Chapter One: Acquisition of Corpses
The arts of necromancy are now illegal in all provinces of this Empire. Due to the Twelfth Truth, Freedom, it is not yet illegal to discuss or write about necromancy. However, few citizens of the Empire have an enlightened view of necromancy, unlike Zenimu. Thus, the acquisition of knowledge about necromancy is often difficult. With this handbook, Zenimu hopes to correct this problem.
The first task is to acquire a corpse. The outlawing of necromancy and the rapid burning of corpses makes this task nearly impossible. The Empire and the Temples will investigate obvious signs of necromancy such as hastily emptied graves or ash stolen from one of their corpse ashpits. That said, a careful and discreet necromancer can thrive by providing his own dead bodies that are unknown to the authorities. The deserts, especially the Kholukkhand, also preserve corpses for hundreds of years in a way that requires very little preparation. Members of the desert tribes are often buried with only a small cairn of stones which are easy to find and uncover. The tribes believe that the body is just a shell for the soul and display remarkable indifference to graves being uncovered.
While necromancy can be practiced on animals, such experiments rarely produce interesting results. The servant’s ability to follow directions seems to be related to the subject’s intelligence in life. While raising the corpse of a man or elf can produce a useful servant, the corpses of animals produce mere guard dogs… at best. Often a raised animal is unable to distinguish its master from the rest of the living, and many amateur practitioners have been torn apart by the animal servants they created. Let such stories be a lesson to you, Zenimu warns.
Chapter Two: The Skeletal Corpse
When raising a skeleton servant, it is most important that the body of the skeleton be complete. If the skeleton is missing crucial bones, the results can be frustrating. One should only attempt to raise skeletons when you are sure that all or nearly all the bones are present.
While the magic involved in raising a skeleton will assemble the bones in the proper order, skeletons may be strengthened considerably by the addition of support on their joints. The most common are leather straps that bind the bones together more tightly. Some practitioners also drive metal spikes between the joints, or bind them with chains, which is more expensive and time consuming, but they protect the servant where it is weakest. Only practice will reveal the best methods of binding and reinforcing the skeletal servant. Amateurs often make the mistake of binding the bones too tightly, limiting the skeleton’s movements and making it useless.
While most undead can be raised again and again, skeletons are often damaged in ways that make raising them again impossible. This is another reason that care should be given to the skeleton’s preparation. Too many amateur necromancers raise every skeleton they see with little or no preparation at all. Given the difficulty of obtaining corpses, this kind of inefficiency cannot be tolerated by our community.

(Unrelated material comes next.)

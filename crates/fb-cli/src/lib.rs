//! CLI library components for the FastBound importer.

pub mod import;
pub mod logging;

Chapter Three: The Fresh Corpse
Fresh and decayed corpses are those that still have flesh upon them. If their decay is advanced, or if you wish a skeletal servant instead, place the corpse along a coast or in a swamp or marsh. Or toss it to the pigs. Animals are the necromancer’s greatest allies when it comes to stripping the flesh from a corpse.
If you wish to create an undead servant, one need only bring the corpse to a suitable site and enact the proper rituals. However, there are a few tips that a beginner necromancer might want to know. For instance, a decayed servant may be raised many times, even if they have been dismembered by those who do not appreciate our art. If one of your servants comes to an unfortunate end, you may raise the servant again by carefully gathering as many parts as you can find, binding the bones with leather straps as mentioned by Zenimu previously, and sewing the flesh (if it is not too decayed) with catgut or twine. Your servant may be weaker each time this is done, but with care and maintenance, one may raise it dozens of times.
The first step to creating a servant is to soak the decaying corpse in a bath of rock salt for at least one week. This will halt the decay of the corpse, and if the corpse is fresh enough to have an unpleasant odour, the salts will remove that as well. In a moist climate, you may have to apply more salts if they become saturated. Some necromancers remove the vital organs before or after this process, but Zenimu has never found any practical reason for doing this.
The next step is to conduct the proper rituals over the corpse to protect it with magic. This will mean that you have a much stronger servant who will follow your commands with more independence and understanding. Most importantly, it will reduce the risk of your creature turning on you and tearing you to pieces. It is vital to note that corpses raised by necromancy will only obey you as long as the rituals hold strong. If anything disturbs the balance of magic woven through the body, you may lose control of the creature and be unable to regain it. Zenimu knows.
To animate the corpse once the rituals are complete, remove it from the salts and place one drop of blood upon its tongue, or in another place suitable for absorption into the flesh. This blood may be your own or that of another. Zenimu cautions you that the corpse’s powers, attitude, and other factors will depend on the type of blood and the person or creature it comes from.
A final thought from Zenimu: beware disease. One unfortunate and distasteful aspect of our enlightened art is that disease is an everyday concern.